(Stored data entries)
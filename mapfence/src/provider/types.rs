//! Provider error type

use thiserror::Error;

/// Errors that can occur while talking to an external service.
///
/// These never reach the coordinator: each adapter logs them and falls back
/// to its neutral result (empty list, empty route, no weather).
#[derive(Debug, Clone, PartialEq, Error)]
pub enum ProviderError {
    /// HTTP request failed or returned a non-success status
    #[error("HTTP error: {0}")]
    HttpError(String),
    /// Response body could not be decoded
    #[error("Invalid response: {0}")]
    InvalidResponse(String),
    /// Request could not be built from the given inputs
    #[error("Invalid request: {0}")]
    InvalidRequest(String),
    /// HTTP client could not be constructed
    #[error("Failed to create HTTP client: {0}")]
    ClientBuild(String),
}

impl From<serde_json::Error> for ProviderError {
    fn from(e: serde_json::Error) -> Self {
        ProviderError::InvalidResponse(e.to_string())
    }
}
//! UDP receiver for ForeFlight-style GPS datagrams.
//!
//! Accepts `XGPS` and `XGPS2` messages:
//!
//! ```text
//! XGPS<name>,<lon>,<lat>,<alt_m>,<track>,<speed_m/s>
//! ```
//!
//! Only longitude and latitude are used. Other message types on the same
//! port (attitude `XATT`, traffic `XTRAFFIC`) are ignored.

use std::time::{Duration, Instant};

use tokio::net::UdpSocket;
use tokio::sync::mpsc;
use tokio_util::sync::CancellationToken;
use tracing::{debug, info, trace};

use super::source::{PositionEvent, PositionSource, TrackingError};
use crate::coord::Coordinate;

/// Default ForeFlight broadcast port.
pub const DEFAULT_UDP_PORT: u16 = 49002;

/// Maximum packet size we expect.
const MAX_PACKET_SIZE: usize = 1024;

/// Parses an `XGPS`/`XGPS2` datagram into a coordinate.
///
/// Returns `None` for other message types and for malformed or out of range
/// positions.
pub fn parse_xgps(data: &[u8]) -> Option<Coordinate> {
    if !data.starts_with(b"XGPS") {
        return None;
    }
    let text = std::str::from_utf8(data).ok()?;

    let mut parts = text.trim_end().split(',');
    let _name = parts.next()?;
    let longitude: f64 = parts.next()?.trim().parse().ok()?;
    let latitude: f64 = parts.next()?.trim().parse().ok()?;

    Coordinate::new(latitude, longitude).ok()
}

/// Position source listening for XGPS datagrams on a UDP port.
#[derive(Debug, Clone)]
pub struct UdpPositionSource {
    port: u16,
    min_update_interval: Duration,
}

impl UdpPositionSource {
    pub fn new(port: u16) -> Self {
        Self {
            port,
            min_update_interval: Duration::from_millis(500),
        }
    }

    /// Sets the minimum spacing between forwarded fixes.
    ///
    /// Simulators broadcast several times a second; fixes arriving faster
    /// than this are dropped.
    pub fn with_min_update_interval(mut self, interval: Duration) -> Self {
        self.min_update_interval = interval;
        self
    }

    pub fn port(&self) -> u16 {
        self.port
    }
}

impl Default for UdpPositionSource {
    fn default() -> Self {
        Self::new(DEFAULT_UDP_PORT)
    }
}

impl PositionSource for UdpPositionSource {
    fn name(&self) -> &str {
        "udp"
    }

    async fn watch(
        &self,
        events: mpsc::Sender<PositionEvent>,
        cancel: CancellationToken,
    ) -> Result<(), TrackingError> {
        let socket = UdpSocket::bind(("0.0.0.0", self.port))
            .await
            .map_err(|source| TrackingError::SocketBind {
                port: self.port,
                source,
            })?;

        info!(
            port = self.port,
            local_addr = ?socket.local_addr().ok(),
            "UDP position receiver started"
        );

        let mut buffer = [0u8; MAX_PACKET_SIZE];
        let mut last_sent: Option<Instant> = None;
        let mut packets_received: u64 = 0;
        let mut fixes_sent: u64 = 0;

        loop {
            let len = tokio::select! {
                _ = cancel.cancelled() => break,
                received = socket.recv(&mut buffer) => match received {
                    Ok(len) => len,
                    Err(e) => {
                        debug!(error = %e, "UDP receive error");
                        if events.send(PositionEvent::Error(e.to_string())).await.is_err() {
                            return Err(TrackingError::ChannelClosed);
                        }
                        continue;
                    }
                },
            };

            packets_received += 1;
            if packets_received == 1 {
                debug!(bytes = len, "First datagram received");
            }

            let Some(coordinate) = parse_xgps(&buffer[..len]) else {
                trace!(bytes = len, "Ignoring non-XGPS datagram");
                continue;
            };

            if last_sent.is_some_and(|t| t.elapsed() < self.min_update_interval) {
                continue;
            }

            if events.send(PositionEvent::Fix(coordinate)).await.is_err() {
                return Err(TrackingError::ChannelClosed);
            }
            last_sent = Some(Instant::now());
            fixes_sent += 1;
        }

        info!(packets_received, fixes_sent, "UDP position receiver stopped");
        Ok(())
    }
}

YOUR TASK
Each line above that has "Option" adds one to the count; say the final count with no other text.

OUTPUT FOR THIS TASK
2